La tecnica è figlia del processo di astrazione; per moltissimo tempo essa è stata guidata socialmente, poiché nasceva dalla produzione sociale che richiedeva strumenti. Oggi la tecnica si è autonomizzata dal rapporto sociale e si è incorporata nel rapporto produttivo, giungendo a un primato della ragione strumentale, dei mezzi sui fini. Se la tecnica si autonomizza, si realizza il fenomeno, descritto da Emanuele Severino, dell’organizzazione tecnica della tecnica: essa risponde solo alla propria potenza con l’unico fine dell’autoaccrescimento continuo; autonomizzata persino dagli scopi particolari, che ha asservito all’unico scopo di aumentare sé stessa. Oggi dalla tecnica ci si aspettano miracoli; si può immaginare che domani avremo protesi per tutto: si sostituiscono il fegato, il cuore, gli occhi, il viso, persino il cervello, con il rischio che questo possa determinare una trasformazione dello statuto antropologico dell’ uomo. La tecnicizzazione della vita è diventata ormai una realtà, siamo immersi nelle protesi e rischiamo quasi di diventare delle macchine. La fantasia dell’uomo libero è diventata la fantasia dell’uomo macchina e questo sta segnando una trasformazione epocale.

Liberarsi del corpo

Rispetto a questo scenario, ci possono essere diverse interpretazioni. Una visione particolarmente ottimistica è quella dello scrittore indiano Appadurai, secondo cui le profonde modificazioni delle culture di base in atto porteranno a un meticciato universale, con un linguaggio e un immaginario globali. Appadurai esalta alcuni aspetti della globalizzazione che, a suo avviso, hanno portato a un grande meticciato universale: nell’immagine di un avveniristico quartiere tedesco abitato prevalentemente da turchi che ascoltano dalle loro case le registrazioni delle preghiere dell’imam, in un «matrimonio spurio» tra la cultura del funzionalismo architettonico tedesco e la memoria attualizzata dei riti, Appadurai, vede una possibilità di coesistenza pacifica, in un mondo in cui si costruisce un immaginario globale, tra i vernacoli locali e un linguaggio universale che è quello mediatico.

Appadurai valuta positivamente i processi migratori, che legge come una possibilità per l’individuo di liberarsi dai vincoli territoriali che prima lo incastravano, diventando un soggetto nomade; l’idea del nomadismo diventa una liberazione assoluta dai vincoli e persino dal corpo.

E c’è proprio la possibilità di liberarsi del corpo con la realtà virtuale, con la mediatizzazione del reale.

Desideri e legami

Un forte pessimismo serpeggia in molti autori che vedono nella tecnicizzazione della vita l’enorme rischio di farci sfuggire di mano i meccanismi della tecnica – realizzando prodotti che non siamo inàgrado di controllare, come nel caso del nucleare – e che constatano come ci troviamo di fronte a una continua distruzione della natura, nonché a una crescita smisurata delle città, che porta a una perdita di identità.

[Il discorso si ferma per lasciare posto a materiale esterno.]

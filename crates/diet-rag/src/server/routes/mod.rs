//! API routes for the RAG server

pub mod query;

use axum::{
    extract::State,
    routing::{get, post},
    Json, Router,
};
use serde_json::{json, Value};

use crate::server::state::AppState;

/// Build the query and info routes
pub fn root_routes() -> Router<AppState> {
    Router::new()
        .route("/query", post(query::query_rag))
        .route("/info", get(info))
}

/// Service info endpoint
async fn info(State(state): State<AppState>) -> Json<Value> {
    let config = state.config();
    Json(json!({
        "name": "diet-rag",
        "version": env!("CARGO_PKG_VERSION"),
        "description": "Nutrition question answering with source attribution",
        "models": {
            "embedding_backend": config.embeddings.backend,
            "embedding": config.embeddings.model,
            "llm": config.llm.model,
        },
        "index": {
            "name": config.vector_db.index_name,
            "namespace": config.vector_db.namespace,
        },
        "retrieval": {
            "search_type": state.qa().retrieval().search_type,
            "top_k": state.qa().retrieval().top_k,
            "chain_type": state.qa().retrieval().chain_type,
        },
        "endpoints": {
            "POST /query": "Answer a question with source metadata",
            "GET /health": "Liveness",
            "GET /ready": "Readiness",
            "GET /info": "This document"
        }
    }))
}
//! Shared outbound HTTP plumbing: client construction and retry with backoff

use reqwest::Client;
use std::future::Future;
use std::time::Duration;
use tokio::time::sleep;

use crate::error::{Error, Result};

/// Build a reqwest client; `timeout_secs == 0` means no request timeout
pub fn build_client(timeout_secs: u64) -> Result<Client> {
    let mut builder = Client::builder().pool_max_idle_per_host(5);
    if timeout_secs > 0 {
        builder = builder.timeout(Duration::from_secs(timeout_secs));
    }
    builder
        .build()
        .map_err(|e| Error::Config(format!("Failed to create HTTP client: {}", e)))
}

/// Run `operation` up to `max_retries + 1` times with exponential backoff
pub async fn retry_request<F, Fut, T>(max_retries: u32, what: &str, operation: F) -> Result<T>
where
    F: Fn() -> Fut,
    Fut: Future<Output = Result<T>>,
{
    let mut attempt = 0;
    loop {
        match operation().await {
            Ok(result) => return Ok(result),
            Err(e) if attempt < max_retries => {
                let delay = Duration::from_secs(2u64.pow(attempt));
                tracing::warn!(
                    "{} failed (attempt {}/{}): {}; retrying in {:?}",
                    what,
                    attempt + 1,
                    max_retries + 1,
                    e,
                    delay
                );
                sleep(delay).await;
                attempt += 1;
            }
            Err(e) => return Err(e),
        }
    }
}

/// Serve `router` on an ephemeral local port and return its base URL
#[cfg(test)]
pub(crate) async fn serve_mock(router: axum::Router) -> String {
    let listener = tokio::net::TcpListener::bind("127.0.0.1:0").await.unwrap();
    let addr = listener.local_addr().unwrap();
    tokio::spawn(async move {
        axum::serve(listener, router).await.unwrap();
    });
    format!("http://{}", addr)
}

#[cfg(test)]
mod tests {
    use super::*;
    use std::sync::atomic::{AtomicU32, Ordering};

    #[tokio::test]
    async fn test_no_retries_means_single_attempt() {
        let calls = AtomicU32::new(0);
        let result: Result<()> = retry_request(0, "lookup", || {
            calls.fetch_add(1, Ordering::SeqCst);
            async { Err(Error::retrieval("unreachable")) }
        })
        .await;

        assert!(matches!(result, Err(Error::Retrieval(_))));
        assert_eq!(calls.load(Ordering::SeqCst), 1);
    }

    #[tokio::test(start_paused = true)]
    async fn test_retries_until_success() {
        let calls = AtomicU32::new(0);
        let result = retry_request(2, "lookup", || {
            let n = calls.fetch_add(1, Ordering::SeqCst);
            async move {
                if n == 0 {
                    Err(Error::generation("busy"))
                } else {
                    Ok(n)
                }
            }
        })
        .await;

        assert_eq!(result.unwrap(), 1);
        assert_eq!(calls.load(Ordering::SeqCst), 2);
    }

    #[test]
    fn test_zero_timeout_builds() {
        assert!(build_client(0).is_ok());
        assert!(build_client(5).is_ok());
    }
}
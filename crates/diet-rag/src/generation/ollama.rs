//! Ollama API client for embeddings and answer generation

use reqwest::Client;
use serde::{Deserialize, Serialize};

use crate::config::LlmConfig;
use crate::error::{Error, Result};
use crate::providers::http::{build_client, retry_request};

/// Ollama API client with optional retry
pub struct OllamaClient {
    /// HTTP client
    client: Client,
    /// Configuration
    config: LlmConfig,
}

#[derive(Serialize)]
struct GenerateRequest<'a> {
    model: &'a str,
    prompt: &'a str,
    stream: bool,
    #[serde(skip_serializing_if = "Option::is_none")]
    options: Option<GenerateOptions>,
}

#[derive(Clone, Copy, Serialize)]
struct GenerateOptions {
    temperature: f32,
}

#[derive(Deserialize)]
struct GenerateResponse {
    response: String,
}

#[derive(Serialize)]
struct EmbedRequest<'a> {
    model: &'a str,
    prompt: &'a str,
}

#[derive(Deserialize)]
struct EmbedResponse {
    embedding: Vec<f32>,
}

impl OllamaClient {
    /// Create a new Ollama client
    pub fn new(config: &LlmConfig) -> Result<Self> {
        Ok(Self {
            client: build_client(config.timeout_secs)?,
            config: config.clone(),
        })
    }

    /// Base URL of the Ollama server
    pub fn base_url(&self) -> &str {
        self.config.base_url.trim_end_matches('/')
    }

    /// Check if Ollama is available
    pub async fn health_check(&self) -> bool {
        let url = format!("{}/api/tags", self.base_url());
        match self.client.get(&url).send().await {
            Ok(response) => response.status().is_success(),
            Err(_) => false,
        }
    }

    /// Generate an embedding with `model`
    pub async fn embed(&self, model: &str, text: &str) -> Result<Vec<f32>> {
        let url = format!("{}/api/embeddings", self.base_url());
        let url = url.as_str();
        let client = &self.client;

        retry_request(self.config.max_retries, "Ollama embedding", || async move {
            let response = client
                .post(url)
                .json(&EmbedRequest { model, prompt: text })
                .send()
                .await
                .map_err(|e| Error::embedding(format!("Embedding request failed: {}", e)))?;

            if !response.status().is_success() {
                let status = response.status();
                let body = response.text().await.unwrap_or_default();
                return Err(Error::embedding(format!("HTTP {} - {}", status, body)));
            }

            let embed_response: EmbedResponse = response
                .json()
                .await
                .map_err(|e| Error::embedding(format!("Failed to parse embedding response: {}", e)))?;

            if embed_response.embedding.is_empty() {
                return Err(Error::embedding(format!(
                    "Model '{}' returned an empty embedding",
                    model
                )));
            }

            Ok(embed_response.embedding)
        })
        .await
    }

    /// Complete `prompt` with the configured generation model
    pub async fn generate(&self, prompt: &str) -> Result<String> {
        let url = format!("{}/api/generate", self.base_url());
        let model = self.config.model.as_str();
        let options = self
            .config
            .temperature
            .map(|temperature| GenerateOptions { temperature });

        let url = url.as_str();
        let client = &self.client;

        tracing::debug!("Generating answer with model: {}", model);

        retry_request(self.config.max_retries, "Ollama generation", || async move {
            let request = GenerateRequest {
                model,
                prompt,
                stream: false,
                options,
            };

            let response = client
                .post(url)
                .json(&request)
                .send()
                .await
                .map_err(|e| Error::generation(format!("Generation request failed: {}", e)))?;

            if !response.status().is_success() {
                let status = response.status();
                let body = response.text().await.unwrap_or_default();
                return Err(Error::generation(format!("HTTP {} - {}", status, body)));
            }

            let generate_response: GenerateResponse = response
                .json()
                .await
                .map_err(|e| Error::generation(format!("Failed to parse generation response: {}", e)))?;

            Ok(generate_response.response)
        })
        .await
    }

    /// Generation model name
    pub fn model(&self) -> &str {
        &self.config.model
    }
}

Si è persa l’idea di confine e si è persa l’idea di limite, tutto può essere fatto: al posto della libertà è subentrata una ideologia del desiderio.

La modernità aveva portato in campo una nuova idea di libertà, ma anche l’idea di dover costruire dei legami, dei vincoli, aveva reinventato la democrazia, aveva inventato la possibilità di vivere in una società del benessere ma allo stesso tempo aveva costruito lo stato sociale; adesso è come se si fosse liberata di questa parte, di questo rapporto che la teneva ancorata alla materialità della vita, e si sia invece affidata solo alla libertà e al desiderio.

Credo che si debba mettere in discussione questa idea smisurata del desiderio, in cui si è perso il senso del limite, perché perdendo il senso del limite si ha una rimozione, una negazione delle passioni. La libertà senza vincoli è il contrario della relazione, è la negazione dei legami sociali. La libertà è per sua natura senza vincoli, mentre l’amore è per definizione vincolo.

La modernità ha negato le passioni: nonostante siamo circondati da tante rappresentazioni dell’eros, viviamo in una società senza amore, fatta di discontinuità, in cui ci sono tante storie, ma non c’è una storia. È la società che Marx aveva previsto, quando descriveva la rivoluzione borghese come la dissoluzione di tutto ciò che è sacro.